Expert médical de l'article
Nouvelles publications
Pathogenèse du syndrome de Chediak-Higashi
Dernière revue: 23.04.2024
Tout le contenu iLive fait l'objet d'un examen médical ou d'une vérification des faits pour assurer autant que possible l'exactitude factuelle.
Nous appliquons des directives strictes en matière d’approvisionnement et ne proposons que des liens vers des sites de médias réputés, des instituts de recherche universitaires et, dans la mesure du possible, des études évaluées par des pairs sur le plan médical. Notez que les nombres entre parenthèses ([1], [2], etc.) sont des liens cliquables vers ces études.
Si vous estimez qu'un contenu quelconque de notre contenu est inexact, obsolète ou discutable, veuillez le sélectionner et appuyer sur Ctrl + Entrée.
Le syndrome de Chediak-Higashi est héréditaire autosomique récessif, et il est basé sur une violation du transport intracellulaire des protéines. En 1996, la nature génétique du syndrome de Chediak-Higashi, associé à des mutations du gène LYST / CHS1, a été déchiffrée; il est localisé sur le bras long du chromosome 1 (lq42-43). Le produit de ce gène est impliqué dans la biogenèse des lysosomes, des mélanosomes et des granules de sécrétion des cellules cytotoxiques.
Mutation dans les résultats de SNS gène dans la perturbation de la formation de intracellulaire (Ranuli dans des cellules différentes. Leucocytes Lieosomy et des fibroblastes, des corps denses des plaquettes, des granules azurophiles des neutrophiles, les mélanosomes des mélanocytes à CHS généralement beaucoup plus grandes en taille et changé morphologiquement, indiquant qu'une seule voie de synthèse organelles responsable pour le stockage de substances de synthèse. Dans les premiers stades de la maturation des neutrophiles, des granules azurophiles normales fusionnent à la taille megagranul, alors qu'à une date ultérieure (par exemple, sur les troupeaux et myélocytes) peuvent former des granulés de taille normale. Neutrophiles matures contiennent les deux populations. Ce phénomène est également observé dans les monocytes.

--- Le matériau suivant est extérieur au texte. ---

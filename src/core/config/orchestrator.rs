use crate::core::config::data::Config;
use crate::core::config::io::ConfigError;
use std::error::Error;
use std::fs;
use std::path::{Path, PathBuf};
use std::sync::{LazyLock, Mutex, MutexGuard};
use std::time::SystemTime;

/// The last parsed file and the mtime it was read at.
struct Snapshot {
    config: Config,
    modified: Option<SystemTime>,
}

/// Owns one config path. Loads are served from the snapshot until the
/// file's mtime moves; writes go through `mutate` so the snapshot never lags
/// what this process saved.
pub(crate) struct ConfigOrchestrator {
    path: PathBuf,
    snapshot: Mutex<Option<Snapshot>>,
}

pub(crate) static CONFIG_ORCHESTRATOR: LazyLock<ConfigOrchestrator> =
    LazyLock::new(|| ConfigOrchestrator::new(Config::get_config_path()));

#[cfg(test)]
pub(crate) static TEST_ORCHESTRATOR: LazyLock<Mutex<Option<ConfigOrchestrator>>> =
    LazyLock::new(|| Mutex::new(None));

fn lock<T>(mutex: &Mutex<T>) -> MutexGuard<'_, T> {
    mutex
        .lock()
        .unwrap_or_else(|poisoned| poisoned.into_inner())
}

fn mtime(path: &Path) -> Option<SystemTime> {
    fs::metadata(path).and_then(|meta| meta.modified()).ok()
}

impl ConfigOrchestrator {
    pub(crate) fn new(path: PathBuf) -> Self {
        Self {
            path,
            snapshot: Mutex::new(None),
        }
    }

    pub(crate) fn path(&self) -> &Path {
        &self.path
    }

    pub(crate) fn load_with_cache(&self) -> Result<Config, ConfigError> {
        let mut snapshot = lock(&self.snapshot);
        let modified = mtime(&self.path);
        match snapshot.as_ref() {
            Some(cached) if cached.modified == modified => Ok(cached.config.clone()),
            _ => {
                let config = Config::load_from_path(&self.path)?;
                *snapshot = Some(Snapshot {
                    config: config.clone(),
                    modified,
                });
                Ok(config)
            }
        }
    }

    /// Applies `mutator` to a fresh copy and saves it. Nothing is written
    /// when the mutator fails.
    pub(crate) fn mutate<F, T>(&self, mutator: F) -> Result<T, Box<dyn Error>>
    where
        F: FnOnce(&mut Config) -> Result<T, Box<dyn Error>>,
    {
        let mut working = self.load_with_cache()?;
        let result = mutator(&mut working)?;
        working.save_to_path(&self.path)?;
        *lock(&self.snapshot) = Some(Snapshot {
            config: working,
            modified: mtime(&self.path),
        });
        Ok(result)
    }
}

impl Config {
    #[cfg(not(test))]
    pub fn load() -> Result<Config, Box<dyn Error>> {
        Ok(CONFIG_ORCHESTRATOR.load_with_cache()?)
    }

    /// Reads the override path installed with `set_test_config_path`, or
    /// returns defaults so tests never see the user's real file.
    #[cfg(test)]
    pub fn load() -> Result<Config, Box<dyn Error>> {
        match lock(&TEST_ORCHESTRATOR).as_ref() {
            Some(orchestrator) => Ok(orchestrator.load_with_cache()?),
            None => Ok(Config::default()),
        }
    }

    #[cfg(not(test))]
    pub fn mutate<F, T>(mutator: F) -> Result<T, Box<dyn Error>>
    where
        F: FnOnce(&mut Config) -> Result<T, Box<dyn Error>>,
    {
        CONFIG_ORCHESTRATOR.mutate(mutator)
    }

    #[cfg(test)]
    pub fn mutate<F, T>(mutator: F) -> Result<T, Box<dyn Error>>
    where
        F: FnOnce(&mut Config) -> Result<T, Box<dyn Error>>,
    {
        match lock(&TEST_ORCHESTRATOR).as_ref() {
            Some(orchestrator) => orchestrator.mutate(mutator),
            None => mutator(&mut Config::default()),
        }
    }

    /// Path of the file `load` and `mutate` use.
    pub fn active_path() -> PathBuf {
        #[cfg(test)]
        {
            if let Some(orchestrator) = lock(&TEST_ORCHESTRATOR).as_ref() {
                return orchestrator.path().to_path_buf();
            }
        }
        CONFIG_ORCHESTRATOR.path().to_path_buf()
    }

    #[cfg(test)]
    pub(crate) fn set_test_config_path(path: PathBuf) {
        *lock(&TEST_ORCHESTRATOR) = Some(ConfigOrchestrator::new(path));
    }

    #[cfg(test)]
    pub(crate) fn clear_test_config_override() {
        lock(&TEST_ORCHESTRATOR).take();
    }
}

La violation de la production de mélanine par les mélanosomes entraîne le développement de l'albinisme. Dans les mélanocytes, on observe une autophagocytose avec mélanosomes.
Environ 80% des patients atteints du syndrome de Chediak-Higashi a marqué le développement de ce qu'on appelle la phase d'accélération, ce qui est une infiltration limfomopodobnuyu non malignes de divers organes, dont la cause est souvent l'infection virale d'Epstein-Barr. Anémie cliniquement notée, hémorragies épisodiques, infections graves, souvent mortelles. Le processus infectieux, qui sont habituellement la cause de Staphylococcus aureus, Streptococcus pyogenes u « implique souvent la peau pneumocoque sp, les voies respiratoires, les poumons. La phase d'accélération ressemble à celle d'autres maladies accompagnées du syndrome d'activation lymphocytaire / macrophage, en particulier avec le syndrome HLG et Griselli.
En règle générale, la phase d'accélération et / ou l'infection grave entraînent la mort des patients à un âge précoce, mais dans la littérature, il existe des descriptions de patients adultes. Chez ces patients, le symptôme progressif de la maladie était un dysfonctionnement neurologique progressif, le plus souvent sous forme de neuropathie périphérique, dont le mécanisme de développement reste incertain jusqu'à la fin. Les types axonaux et démyélinisants de la neuropathie périphérique chez les patients atteints du syndrome de Chediak-Higashi sont également décrits.